John Woo arrivé en Amérique avec le bordélique [Chasse à l'homme][1] n'aura pas attendu pour nous sortir un nouveau film d'action. Trois ans seulement après la déception d'avec Van Damme, il engage John Travolta et Christian Slater pour mener la barque de sa prochaine oeuvre, deux références propulsées, dès Broken Arrow, dans le champ infernal des séries b d'action dont il est si dur de sortir.
La relation de leur duo, bourrine au possible, est balancée à la truelle dès l'introduction : si les plans de Woo sont toujours aussi esthétiques (le tout premier est somptueux), les interactions entre les personnages montrent directement leurs limites. Outre le fait que Slater et Travolta font n'importe quoi, c'est surtout qu'ils ne se construisent que sur des clichés : l'homme combattant parie sur sa victoire au point de mettre sa vie en jeu, les regards échangés traduisent une incapacité à montrer habilement à l'écran comment construire une amitié, le tout relevé par de multiples concours de taille pour déterminer lequel des deux est le mâle alpha.
Dans un film américain basique, cela dérangerait moins; habitués aux mêmes excès d'un cinéma profondément testostéroné, les retrouver chez Woo, habituellement fin gourmet (à Hong Kong du moins), reste en travers de la gorge; ce serait-il américanisé au point de rendre son film profondément stéréotypé, de passer de gimmicks de mise en scène à répétition lassante des mêmes lieux communs?

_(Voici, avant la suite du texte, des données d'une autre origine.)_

use crate::config::Config;
use regex::Regex;
use rust_decimal::Decimal;
use sniper_data::exchanges::telegram::TelegramBufferPart;
use sniper_data::TriggerManager;
use sniper_execution::TradeExchange;
use sniper_instrument::{CoinSource, Symbol};
use sniper_integration::AlertSender;
use std::collections::HashMap;
use std::sync::{Arc, OnceLock};
use tracing::{info, warn};

/// Shared state every chat-bot command operates against. Holds no tokio
/// runtime references; everything here is cheap to clone (`Arc` handles).
pub struct AppContext {
    pub config: Config,
    pub trigger_manager: Arc<TriggerManager>,
    pub trade_exchanges: Vec<Arc<dyn TradeExchange>>,
    pub telegram_krw: Arc<TelegramBufferPart>,
    pub telegram_btc: Arc<TelegramBufferPart>,
    pub alerts: AlertSender,
}

fn listing_keyword_regex() -> &'static Regex {
    static RE: OnceLock<Regex> = OnceLock::new();
    RE.get_or_init(|| Regex::new(r"상장|오픈|이벤트").expect("static regex is valid"))
}

fn paren_symbol_regex() -> &'static Regex {
    static RE: OnceLock<Regex> = OnceLock::new();
    RE.get_or_init(|| Regex::new(r"\(([A-Za-z0-9]+)\)").expect("static regex is valid"))
}

fn btc_pair_regex() -> &'static Regex {
    static RE: OnceLock<Regex> = OnceLock::new();
    RE.get_or_init(|| Regex::new(r"\b([A-Za-z0-9]{2,10})/BTC\b|\bBTC-([A-Za-z0-9]{2,10})\b").expect("static regex is valid"))
}

fn krw_pair_regex() -> &'static Regex {
    static RE: OnceLock<Regex> = OnceLock::new();
    RE.get_or_init(|| Regex::new(r"\b([A-Za-z0-9]{2,10})/KRW\b|\bKRW-([A-Za-z0-9]{2,10})\b").expect("static regex is valid"))
}

/// Extract symbols per spec §4.11's three regex families, apply the
/// black/white-list, and return the (KRW-buffer, BTC-buffer) symbol sets.
pub fn extract_channel_post_symbols(ctx: &AppContext, text: &str) -> (Vec<String>, Vec<String>) {
    let mut krw = Vec::new();
    let mut btc = Vec::new();

    if listing_keyword_regex().is_match(text) {
        if let Some(caps) = paren_symbol_regex().captures(text) {
            krw.push(caps[1].to_uppercase());
        }
    }
    for caps in btc_pair_regex().captures_iter(text) {
        let symbol = caps.get(1).or_else(|| caps.get(2)).map(|m| m.as_str().to_uppercase());
        if let Some(symbol) = symbol {
            btc.push(symbol);
        }
    }
    for caps in krw_pair_regex().captures_iter(text) {
        let symbol = caps.get(1).or_else(|| caps.get(2)).map(|m| m.as_str().to_uppercase());
        if let Some(symbol) = symbol {
            krw.push(symbol);
        }
    }

    let keep = |s: &String| -> bool {
        if !ctx.config.symbols_white_list.is_empty() && !ctx.config.symbols_white_list.contains(s) {
            return false;
        }
        !ctx.config.symbols_black_list.contains(s)
    };
    krw.retain(keep);
    btc.retain(keep);
    (krw, btc)
}

/// Channel-post handler: feeds extracted symbols into the telegram trigger's
/// KRW/BTC buffers, which the registered `TriggerPart`s poll and return-and-clear.
pub fn handle_channel_post(ctx: &AppContext, chat_id: i64, text: &str) {
    if chat_id != ctx.config.listen_channel_id {
        return;
    }
    let (krw, btc) = extract_channel_post_symbols(ctx, text);
    for code in krw {
        ctx.telegram_krw.push(Symbol::new(code, CoinSource::TgChnlUpbitKrw));
    }
    for code in btc {
        ctx.telegram_btc.push(Symbol::new(code, CoinSource::TgChnlUpbitBtc));
    }
}

/// `/fake_coin <symbol>`: injects directly into the KRW buffer, exercising
/// the full pipeline exactly like a real channel post would.
pub fn handle_fake_coin(ctx: &AppContext, symbol: &str) -> String {
    ctx.telegram_krw.push(Symbol::new(symbol, CoinSource::Telegram));
    format!("injected {}", symbol.to_uppercase())
}

/// `/delete_coin <exchangeName> <symbol>`.
pub fn handle_delete_coin(ctx: &AppContext, exchange_name: &str, symbol: &str) -> String {
    if ctx.trigger_manager.drop_coin(exchange_name, &symbol.to_uppercase()) {
        format!("dropped {} from {}", symbol.to_uppercase(), exchange_name)
    } else {
        format!("no such trigger exchange: {exchange_name}")
    }
}

/// `/cancel`: for every account, fetch open orders and cancel each
/// concurrently; report `canceled N/M` per account.
pub async fn handle_cancel(ctx: &AppContext) -> String {
    let mut lines = Vec::new();
    for exchange in &ctx.trade_exchanges {
        for account in exchange.accounts() {
            let open_orders = match account.get_open_orders_id().await {
                Ok(orders) => orders,
                Err(e) => {
                    warn!(account = %account.label(), error = %e, "failed to list open orders");
                    lines.push(format!("{}: failed to list open orders: {e}", account.label()));
                    continue;
                }
            };
            let total = open_orders.len();
            let mut cancelled = 0;
            let results = futures_util::future::join_all(
                open_orders.iter().map(|order| account.cancel_order(order)),
            )
            .await;
            for result in results {
                if result.is_ok() {
                    cancelled += 1;
                }
            }
            info!(account = %account.label(), cancelled, total, "cancel sweep finished");
            lines.push(format!("{}: canceled {}/{}", account.label(), cancelled, total));
        }
    }
    lines.join("\n")
}

/// `/balances`: groups all accounts by owner; for each asset whose
/// BTC-equivalent value exceeds `BALANCE_SHOW_LIMIT_BTC`, print
/// `asset = free[/total]`. Price lookup: USD-denominated assets form
/// `(BTC, asset)` and invert; others form `(asset, BTC)` directly. A missing
/// ticker fails open — the raw balance is still printed.
pub async fn handle_balances(ctx: &AppContext) -> String {
    let mut by_owner: HashMap<String, Vec<String>> = HashMap::new();

    for exchange in &ctx.trade_exchanges {
        for account in exchange.accounts() {
            let owner = account.credential().owner.to_string();
            for (asset, balance) in account.balances().snapshot() {
                let btc_value = estimate_btc_value(exchange.as_ref(), &asset, balance.free);
                let shows = match btc_value {
                    Some(v) => v > ctx.config.balance_show_limit_btc,
                    None => true,
                };
                if !shows {
                    continue;
                }
                let line = if balance.locked.is_zero() {
                    format!("{} {} = {}", exchange.name(), asset, balance.free)
                } else {
                    format!("{} {} = {}/{}", exchange.name(), asset, balance.free, balance.total())
                };
                by_owner.entry(owner.clone()).or_default().push(line);
            }
        }
    }

    if by_owner.is_empty() {
        return "no balances".to_string();
    }

    let mut out = String::new();
    for (owner, lines) in by_owner {
        out.push_str(&format!("== {owner} ==\n"));
        out.push_str(&lines.join("\n"));
        out.push('\n');
    }
    out
}

fn estimate_btc_value(exchange: &dyn TradeExchange, asset: &str, free: Decimal) -> Option<Decimal> {
    if asset == "BTC" {
        return Some(free);
    }
    let pair = if asset.contains("USD") {
        exchange.make_pair("BTC", asset)
    } else {
        exchange.make_pair(asset, "BTC")
    };
    let ticker = exchange.ticker_store().get(&pair)?;
    if asset.contains("USD") {
        if ticker.price.is_zero() {
            None
        } else {
            Some(free / ticker.price)
        }
    } else {
        Some(free * ticker.price)
    }
}

pub const HELP_TEXT: &str = "\
/balances - show balances above the configured BTC floor
/cancel - cancel all open orders across every account
/delete_coin <exchange> <symbol> - reintroduce a symbol's novelty
/fake_coin <symbol> - inject a symbol into the telegram pipeline
/help - show this message";

#[cfg(test)]
mod tests {
    use super::*;

    #[test]
    fn korean_listing_post_extracts_parenthesised_symbol_to_krw() {
        let ctx_config = Config {
            debug: false,
            twitter: None,
            bot_token: String::new(),
            authorized_users_telegram_ids: vec![],
            log_channel_id: 0,
            balance_show_limit_btc: Decimal::new(5, 3),
            price_change_limit_in_percent: Decimal::from(25),
            twilio_from_number: String::new(),
            twilio_account_sid: String::new(),
            twilio_auth_key: String::new(),
            limit_order_markup: 15,
            disable_buy: false,
            order_cancel_delay: std::time::Duration::from_secs(15),
            listen_channel_id: 0,
            symbols_black_list: vec![],
            symbols_white_list: vec![],
            upbit_krw_price_change_limit: Decimal::from(25),
            upbit_btc_price_change_limit: Decimal::from(25),
            mem_check_interval: None,
        };
        let (tx, _rx) = sniper_integration::alert_queue();
        let ctx = AppContext {
            config: ctx_config,
            trigger_manager: Arc::new(TriggerManager::new()),
            trade_exchanges: vec![],
            telegram_krw: Arc::new(TelegramBufferPart::new(
                CoinSource::TgChnlUpbitKrw,
                std::time::Duration::from_secs(1),
                std::collections::HashSet::from([sniper_data::TriggerAction::Buy]),
                Decimal::from(25),
            )),
            telegram_btc: Arc::new(TelegramBufferPart::new(
                CoinSource::TgChnlUpbitBtc,
                std::time::Duration::from_secs(1),
                std::collections::HashSet::from([sniper_data::TriggerAction::Buy]),
                Decimal::from(25),
            )),
            alerts: tx,
        };

        let text = "[이벤트] 디센트럴랜드(MANA) 원화마켓 오픈 이벤트 - MANA TOP 트레이딩 이벤트";
        let (krw, btc) = extract_channel_post_symbols(&ctx, text);
        assert_eq!(krw, vec!["MANA".to_string()]);
        assert!(btc.is_empty());
    }

    #[test]
    fn btc_pair_post_with_whitelist_filters_to_whitelisted_symbols() {
        let mut ctx_config = Config {
            debug: false,
            twitter: None,
            bot_token: String::new(),
            authorized_users_telegram_ids: vec![],
            log_channel_id: 0,
            balance_show_limit_btc: Decimal::new(5, 3),
            price_change_limit_in_percent: Decimal::from(25),
            twilio_from_number: String::new(),
            twilio_account_sid: String::new(),
            twilio_auth_key: String::new(),
            limit_order_markup: 15,
            disable_buy: false,
            order_cancel_delay: std::time::Duration::from_secs(15),
            listen_channel_id: 0,
            symbols_black_list: vec![],
            symbols_white_list: vec!["LAMB".to_string(), "CPT".to_string(), "ATOM".to_string(), "COSM".to_string()],
            upbit_krw_price_change_limit: Decimal::from(25),
            upbit_btc_price_change_limit: Decimal::from(25),
            mem_check_interval: None,
        };
        ctx_config.listen_channel_id = 0;
        let (tx, _rx) = sniper_integration::alert_queue();
        let ctx = AppContext {
            config: ctx_config,
            trigger_manager: Arc::new(TriggerManager::new()),
            trade_exchanges: vec![],
            telegram_krw: Arc::new(TelegramBufferPart::new(
                CoinSource::TgChnlUpbitKrw,
                std::time::Duration::from_secs(1),
                std::collections::HashSet::from([sniper_data::TriggerAction::Buy]),
                Decimal::from(25),
            )),
            telegram_btc: Arc::new(TelegramBufferPart::new(
                CoinSource::TgChnlUpbitBtc,
                std::time::Duration::from_secs(1),
                std::collections::HashSet::from([sniper_data::TriggerAction::Buy]),
                Decimal::from(25),
            )),
            alerts: tx,
        };

        let text = "by @CMfree Upbit Endpoint #1 (…): LAMB/BTC CPT/BTC";
        let (krw, btc) = extract_channel_post_symbols(&ctx, text);
        assert!(krw.is_empty());
        let mut btc_sorted = btc.clone();
        btc_sorted.sort();
        assert_eq!(btc_sorted, vec!["CPT".to_string(), "LAMB".to_string()]);
    }
}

On pourrait le croire aisément, surtout quand on voit le jeu halluciné de Travolta et l'héroïsme manichéen de Slater. D'un côté, le mal incarné, sombre traître dont l'interprétation s'approche plus du Joker que de Judas; de l'autre, le chevalier blanc, ancien prêtre reconverti dans le massacre de commandos surentraînés (en tant que jeune recrue, c'est un fait d'arme qui mérite une médaille). Entre eux, un Park Ranger insupportable, Jar Jar Binks de Woo : Samantha Mathis et son jeu abominable, qu'on aimerait voir clamser chaque fois qu'elle l'ouvre.
Ils s'expriment au travers de dialogues remplis de phrases déjà croisées dans bien d'autres films du genre, avec la volonté constante, et propre aux actioners de série b de l'époque, de toujours trouver la punchline, l'instant de pose : jamais vraiment réussie, cette entreprise du bon mot se répète sans cesse, s'enfonce toujours plus profondément dans un manque d'inspiration flagrant, Slater tentant de palier la bêtise de ses dialogues par quelques sourires charmeurs, quand Travolta ne se la joue pas Cage dans Volte/Face.
Plutôt navrant, le film serait une purge infâme s'il n'était pas aux commandes de Woo; on pourra dire ce que l'on veut sur ses incohérences par pacs de douze, sur ses idioties d'écriture qui lui retirent tout sens et toute logique narrative, mais la caméra du réalisateur réputé reste toujours aussi virtuose. Mieux, on le croisera dans un registre qui n'était jusque là pas le sien : le huis clos à ciel ouvert, où l'intérieur doit être personnifié au travers d'un décors particulier.
Et filmer les canyons américains, il le fait admirablement bien, on point de pouvoir prétendre, quelques instants seulement, au titre de pub pour le sud de l'Amérique. Cette culture du paysage désolé héritée des westerns classiques, de cette Amérique profonde chère à ses compatriotes, il la gère avec autant de talent que les explosions et les gunfights; qu'ils réunissent ces trois éléments tenait du miracle, et c'est un plaisir à voir quand on se rend compte qu'il le réussit haut la main.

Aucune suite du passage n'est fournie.